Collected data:

☆ ☆ ☆ ☆ ☆ ☆ ☆

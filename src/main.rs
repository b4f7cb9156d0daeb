//! Terminal game runner (default binary).
//!
//! Owns the clock and the keyboard: real elapsed time goes to
//! `GameSession::tick`, key presses become actions, and when a run ends the
//! game-over flow talks to the score service without ever blocking a frame.

use std::time::{Duration, Instant};

use anyhow::Result;
use crossterm::event::{self, Event};

use stacklogic::core::GameSession;
use stacklogic::input::{handle_key_event, is_press, should_quit, NameEntry, NameInput};
use stacklogic::scores::{
    DefaultGateway, FlowStep, GameOverFlow, HighScoreEntry, RequestId, ScoreEvent, ScoreService,
};
use stacklogic::term::{Frame, GameView, PromptView, Screen, ViewModel};
use stacklogic::types::{GameAction, TICK_MS};

fn main() -> Result<()> {
    init_logging();

    let mut scores = ScoreService::start_from_env()?;
    let mut screen = Screen::new();
    screen.enter()?;

    let result = run(&mut screen, &mut scores);

    // Always try to restore terminal state.
    let _ = screen.exit();
    result
}

/// Log to `STACKLOGIC_LOG_PATH` if set; never to the terminal being drawn.
fn init_logging() {
    let Some(path) = std::env::var("STACKLOGIC_LOG_PATH")
        .ok()
        .map(|s| s.trim().to_string())
        .filter(|s| !s.is_empty())
    else {
        return;
    };

    match std::fs::OpenOptions::new().create(true).append(true).open(&path) {
        Ok(file) => {
            let _ = env_logger::Builder::from_env(env_logger::Env::default().default_filter_or("info"))
                .target(env_logger::Target::Pipe(Box::new(file)))
                .try_init();
        }
        Err(e) => eprintln!("cannot open log file {}: {}", path, e),
    }
}

fn seed_from_env() -> u32 {
    std::env::var("STACKLOGIC_SEED")
        .ok()
        .and_then(|s| s.trim().parse().ok())
        .unwrap_or_else(|| {
            use std::time::{SystemTime, UNIX_EPOCH};
            SystemTime::now()
                .duration_since(UNIX_EPOCH)
                .map(|d| d.subsec_nanos() ^ d.as_secs() as u32)
                .unwrap_or(1)
        })
}

/// Which score reply the game-over flow is waiting for.
#[derive(Debug, Clone, Copy, PartialEq, Eq)]
enum Awaiting {
    Nothing,
    Top(RequestId),
    Submit(RequestId),
}

struct NamePrompt {
    entry: NameEntry,
    score: u64,
    rank: usize,
}

struct App {
    game: GameSession,
    flow: GameOverFlow,
    awaiting: Awaiting,
    top: Vec<HighScoreEntry>,
    prompt: Option<NamePrompt>,
    status: Option<&'static str>,
}

impl App {
    fn new(seed: u32) -> Self {
        Self {
            game: GameSession::new(seed),
            flow: GameOverFlow::new(),
            awaiting: Awaiting::Nothing,
            top: Vec::new(),
            prompt: None,
            status: None,
        }
    }

    fn step(&mut self, step: FlowStep, scores: &ScoreService<DefaultGateway>) {
        match step {
            FlowStep::FetchTop => {
                self.status = Some("Checking high scores...");
                self.awaiting = Awaiting::Top(scores.fetch_top());
            }
            FlowStep::PromptName { score, rank } => {
                self.status = None;
                self.prompt = Some(NamePrompt {
                    entry: NameEntry::new(),
                    score,
                    rank,
                });
            }
            FlowStep::Submit { name, score } => {
                self.prompt = None;
                self.status = Some("Saving score...");
                self.awaiting = Awaiting::Submit(scores.submit(name, score));
            }
            FlowStep::GoHome => {
                self.prompt = None;
                self.status = None;
                self.awaiting = Awaiting::Nothing;
                self.game.go_home();
                scores.fetch_top();
            }
        }
    }

    /// Replies to anything but the awaited request only refresh the list.
    fn on_score_event(
        &mut self,
        id: RequestId,
        event: ScoreEvent,
        scores: &ScoreService<DefaultGateway>,
    ) {
        let awaiting = self.awaiting;
        match event {
            ScoreEvent::Top(list) => {
                self.top = list;
                if awaiting == Awaiting::Top(id) {
                    self.awaiting = Awaiting::Nothing;
                    let step = self.flow.on_top(&self.top);
                    self.step(step, scores);
                }
            }
            ScoreEvent::Submitted(outcome) => {
                self.top = outcome.scores.clone();
                if awaiting == Awaiting::Submit(id) {
                    self.awaiting = Awaiting::Nothing;
                    let step = self.flow.on_submitted(Some(&outcome));
                    self.step(step, scores);
                }
            }
            ScoreEvent::Failed(reason) => {
                log::warn!("score request failed: {}", reason);
                let step = match awaiting {
                    Awaiting::Top(want) if want == id => self.flow.on_top(&self.top),
                    Awaiting::Submit(want) if want == id => self.flow.on_submitted(None),
                    _ => return,
                };
                self.awaiting = Awaiting::Nothing;
                self.step(step, scores);
            }
        }
    }

    fn view_model<'a>(&'a self, snap: &'a stacklogic::core::GameSnapshot) -> ViewModel<'a> {
        ViewModel {
            snap,
            top: &self.top,
            prompt: self.prompt.as_ref().map(|p| PromptView {
                name: p.entry.as_str(),
                score: p.score,
                rank: p.rank,
            }),
            status: self.status,
        }
    }
}

fn run(screen: &mut Screen, scores: &mut ScoreService<DefaultGateway>) -> Result<()> {
    let mut app = App::new(seed_from_env());
    let view = GameView::default();
    let mut frame = Frame::new(0, 0);

    let tick_duration = Duration::from_millis(TICK_MS as u64);
    let mut last_tick = Instant::now();

    scores.fetch_top();

    loop {
        // Render.
        let (w, h) = screen.size().unwrap_or((80, 24));
        let snap = app.game.snapshot();
        view.render_into(&app.view_model(&snap), w, h, &mut frame);
        screen.present(&frame)?;

        // Input with timeout until next tick.
        let timeout = tick_duration.saturating_sub(last_tick.elapsed());
        if event::poll(timeout)? {
            match event::read()? {
                Event::Key(key) if is_press(&key) => {
                    if let Some(prompt) = app.prompt.as_mut() {
                        let step = match prompt.entry.handle_key(key) {
                            NameInput::Pending => None,
                            NameInput::Submit(name) => Some(app.flow.on_name(Some(&name))),
                            NameInput::Cancel => Some(app.flow.on_name(None)),
                        };
                        if let Some(step) = step {
                            app.step(step, scores);
                        }
                    } else if should_quit(key) {
                        return Ok(());
                    } else if let Some(action) = handle_key_event(key, app.game.state()) {
                        if app.game.apply_action(action) {
                            log::debug!("applied {}", action.as_str());
                            match action {
                                // Paused time never reaches the engine.
                                GameAction::Resume => last_tick = Instant::now(),
                                GameAction::GoHome => {
                                    scores.fetch_top();
                                }
                                _ => {}
                            }
                        }
                    }
                }
                Event::Resize(_, _) => screen.invalidate(),
                _ => {}
            }
        }

        // Tick with real elapsed time.
        let now = Instant::now();
        let elapsed_ms = now.duration_since(last_tick).as_millis().min(u32::MAX as u128) as u32;
        if elapsed_ms >= TICK_MS {
            last_tick = now;
            app.game.tick(elapsed_ms);
        }

        if let Some(event) = app.game.take_game_over() {
            log::info!(
                "game over ({}): score {}, lines {}, level {}",
                event.reason,
                event.score,
                event.lines,
                event.level
            );
            let step = app.flow.begin(event);
            app.step(step, scores);
        }

        while let Some((id, event)) = scores.try_recv() {
            app.on_score_event(id, event, scores);
        }
    }
}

☆ ☆ ☆ ☆ ☆ ☆ ☆

When a line of the data holds the string "open", pick it out and copy it.

Result for this exercise:
    match std::fs::OpenOptions::new().create(true).append(true).open(&path) {
        Err(e) => eprintln!("cannot open log file {}: {}", path, e),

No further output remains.